Герой повести, Иван Тимофеевич, – неунывающий жизнелюбец, праздный, мечтательный и, по существу, безответственный человек, который, не желая того, легко может принести горе и страдание любящим и дорогим людям. Тип в жизни весьма распространенный, а в литературе хорошо знакомый нам по романам и повестям Гончарова и Тургенева.

Куприн не комментирует поведения своего героя, скуп он и на психологию. Он больше следует принципам «объективного» письма, не лишенного, однако, тонкой, едва уловимой насмешки.

Куприн вовсе не стремится к разоблачению своего героя. У Ивана Тимофеевича есть свое оправдание – его молодость, он так еще неопытен в чувствах, он виноват перед Олесей, но и сам глубоко страдает. Да и повесть написана совсем молодым писателем, в ней ощутимы настроения юношеской романтики. «Эта вещь, – говорил Куприну A. M. Горький, – нравится мне тем, что она вся проникнута настроением молодости».

Действительно, в интересе Ивана Тимофеевича к народному быту и обычаям («…и уж, наверно, какое множество поэтических легенд, преданий, песен!»), в его отношении к целованию рук («Здесь сказывалось вовсе не движение признательного сердца, а просто омерзительная привычка, привитая веками рабства и насилия»), в само́м его увлечении гордой самобытной красотой «настоящей полесской колдуньи» – во всем этом много привлекательного, молодого, здорового, демократически свободного и широкого отношения к жизни.

Но увы!
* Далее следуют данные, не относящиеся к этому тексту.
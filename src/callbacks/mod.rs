//! Plug-and-play notification callbacks.
//!
//! The driver's single system callback: device-interface change events
//! scoped to the HID interface class. Registered in `DriverEntry`,
//! unregistered in the unload routine.

pub mod ifnotify;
Все эти прекрасные качества остаются нереализованными, больше того – оборачиваются чем-то совершенно противоположным. Как будто некое вековое проклятие тяготеет над этим добрым и скромным человеком. Сам он свою «слабость» объясняет иронически-снисходительно: «В сущности, в каждом русском интеллигенте сидит немножко развивателя». Стремясь «поколебать суеверие Олеси», он толкнул ее к неосторожному шагу – пойти в церковь, чем и вызван гнев темных деревенских женщин. О благе ли Олеси он заботился?

«Почем знать? Если бы Олеся глубоко веровала, строго блюла посты и не пропускала ни одного церковного служения, – весьма возможно, что тогда я стал бы иронизировать… над ее религиозностью и развивать в ней критическую пытливость ума».
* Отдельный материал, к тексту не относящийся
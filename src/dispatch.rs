//! dispatch.rs
//! The single IRP dispatch routine installed for every major function.

use core::ptr;
use wdk_sys::{
    DEVICE_OBJECT, DRIVER_OBJECT, IRP, NTSTATUS,
    ntddk::IofCompleteRequest,
    IO_NO_INCREMENT, STATUS_SUCCESS,
};

/// Terminal handler for every IRP aimed at a filter device.
///
/// Zeroes the system buffer up to the reported transfer length, then
/// completes the request with success and zero bytes transferred. The IRP is
/// never forwarded to the device beneath, so the real device sees no traffic
/// at all. There is no failure path: refusing a request would surface
/// unfiltered device behaviour upward.
///
/// # Safety
/// Invoked by the I/O manager with a valid IRP at IRQL <= DISPATCH_LEVEL.
pub unsafe extern "C" fn intercept(
    _device_object: *mut DEVICE_OBJECT,
    irp: *mut IRP,
) -> NTSTATUS {
    unsafe {
        // Requests without a system buffer (zero-length, METHOD_NEITHER)
        // are completed identically, just without the zero-fill.
        let buffer = (*irp).AssociatedIrp.SystemBuffer;
        if !buffer.is_null() {
            // The reported transfer length is authoritative, not the
            // buffer's allocated size.
            let len = (*irp).IoStatus.Information as usize;
            ptr::write_bytes(buffer.cast::<u8>(), 0, len);
        }

        (*irp).IoStatus.__bindgen_anon_1.Status = STATUS_SUCCESS;
        // Zero tells the I/O manager nothing was transferred.
        (*irp).IoStatus.Information = 0;
        IofCompleteRequest(irp, IO_NO_INCREMENT as i8);
    }
    STATUS_SUCCESS
}

/// Point every major-function slot of `driver` at [`intercept`].
///
/// No request category is treated specially, so the whole table gets the
/// same handler. Idempotent; the attacher runs it once per arrival.
///
/// # Safety
/// `driver` must be the valid driver object owning the filter device.
pub unsafe fn install_all(driver: *mut DRIVER_OBJECT) {
    let drv = unsafe { &mut *driver };
    for slot in drv.MajorFunction.iter_mut() {
        *slot = Some(intercept);
    }
}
Восхищаясь самобытностью Олеси («В ней не было ничего похожего на местных „дивчат“, лица которых… носят такое однообразное, испуганное выражение»), герой инстинктивно пытается сломать ее независимость, оригинальность, подвести под общий ранжир, как того требует полицейская, узаконенная нравственность, прописи которой ему читает урядник: «…чтобы все ходили в храм Божий с усердием, пребывая, однако, в оном без усилия…»
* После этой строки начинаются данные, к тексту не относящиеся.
//! Device-interface arrival subscription → [`crate::filter::on_interface_change`]
//!
//! Registers process-wide interest in interface-change events for the HID
//! interface class. The PnP manager then invokes the filter attacher once
//! per event, on a kernel-selected thread. Without this registration no
//! filtering ever happens, so a failure here is fatal to the driver's
//! purpose and is propagated unchanged out of `DriverEntry`.

use core::{
    ffi::c_void,
    ptr,
    sync::atomic::{AtomicPtr, Ordering},
};

use wdk_sys::{
    _IO_NOTIFICATION_EVENT_CATEGORY, DRIVER_OBJECT, GUID, NTSTATUS, PVOID, STATUS_SUCCESS,
    ntddk::{IoRegisterPlugPlayNotification, IoUnregisterPlugPlayNotification},
};

use crate::consts::GUID_DEVINTERFACE_HID;
use crate::filter;

/// Opaque registration handle (written once in [`register`], consumed by
/// [`unregister`]).
static NOTIFICATION_ENTRY: AtomicPtr<c_void> = AtomicPtr::new(ptr::null_mut());

/// Install the subscription.
///
/// The driver object serves twice: as the registering driver and as the
/// callback context, because the attacher needs it to create filter devices.
/// Call exactly once during driver initialisation.
pub fn register(driver: *mut DRIVER_OBJECT) -> Result<(), NTSTATUS> {
    let mut entry: PVOID = ptr::null_mut();
    // SAFETY: parameters match the WDK prototype; `entry` receives the
    // registration handle on success.
    let st = unsafe {
        IoRegisterPlugPlayNotification(
            _IO_NOTIFICATION_EVENT_CATEGORY::EventCategoryDeviceInterfaceChange,
            0,
            &GUID_DEVINTERFACE_HID as *const GUID as PVOID,
            driver,
            Some(filter::on_interface_change),
            driver.cast(),
            &mut entry,
        )
    };
    if st == STATUS_SUCCESS {
        NOTIFICATION_ENTRY.store(entry, Ordering::Release);
        Ok(())
    } else {
        Err(st)
    }
}

/// Remove the subscription (mirror of [`register`]).
///
/// Already-attached filters stay in place; this only stops new arrivals
/// from being filtered.
///
/// # Safety
/// Call once during driver unload.
pub unsafe fn unregister() -> Result<(), NTSTATUS> {
    let entry = NOTIFICATION_ENTRY.swap(ptr::null_mut(), Ordering::AcqRel);
    if entry.is_null() {
        return Ok(());
    }
    // SAFETY: `entry` came from a successful registration and is consumed
    // exactly once.
    let st = unsafe { IoUnregisterPlugPlayNotification(entry) };
    if st == STATUS_SUCCESS { Ok(()) } else { Err(st) }
}
fn main() -> Result<(), wdk_build::ConfigError> {
    wdk_build::configure_wdk_binary_build()
}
Эта страсть к «развивательству» обнаруживает в «тихом и смирном» герое Куприна какой-то инстинкт деспотизма, отсутствие подлинного уважения к своеобразной духовной жизни «полесской ведьмы». Угадывается здесь и большее – та драма индивидуализма, которую, каждый по-своему, пережили и Печорин Лермонтова, и Оленин Толстого. Иван Тимофеевич оказался тоже подвержен этой застарелой духовной болезни. Ему не хватает тонкости, душевного такта, бережного и чуткого отношения к другому, что одно в состоянии оберечь от беды любимое существо. Это лишь оттеняет врожденное благородство простой крестьянской девушки. Не проклятие обидчику, а прощальное «прости» любимому человеку – вот ее последнее слово. «Высказано» оно поэтично: нитка дешевых «коралловых» бус, нарочно повешенных «на угол оконной рамы» покинутой хаты, – вот что остается на память Ивану Тимофеевичу от Олеси и «ее нежной, великодушной любви».

Финал «Олеси», ее последние строки, – одно из характерных проявлений того свойства купринского таланта, которое современники (и в том числе Бунин) высоко ценили, – «теплоты ко всему живущему».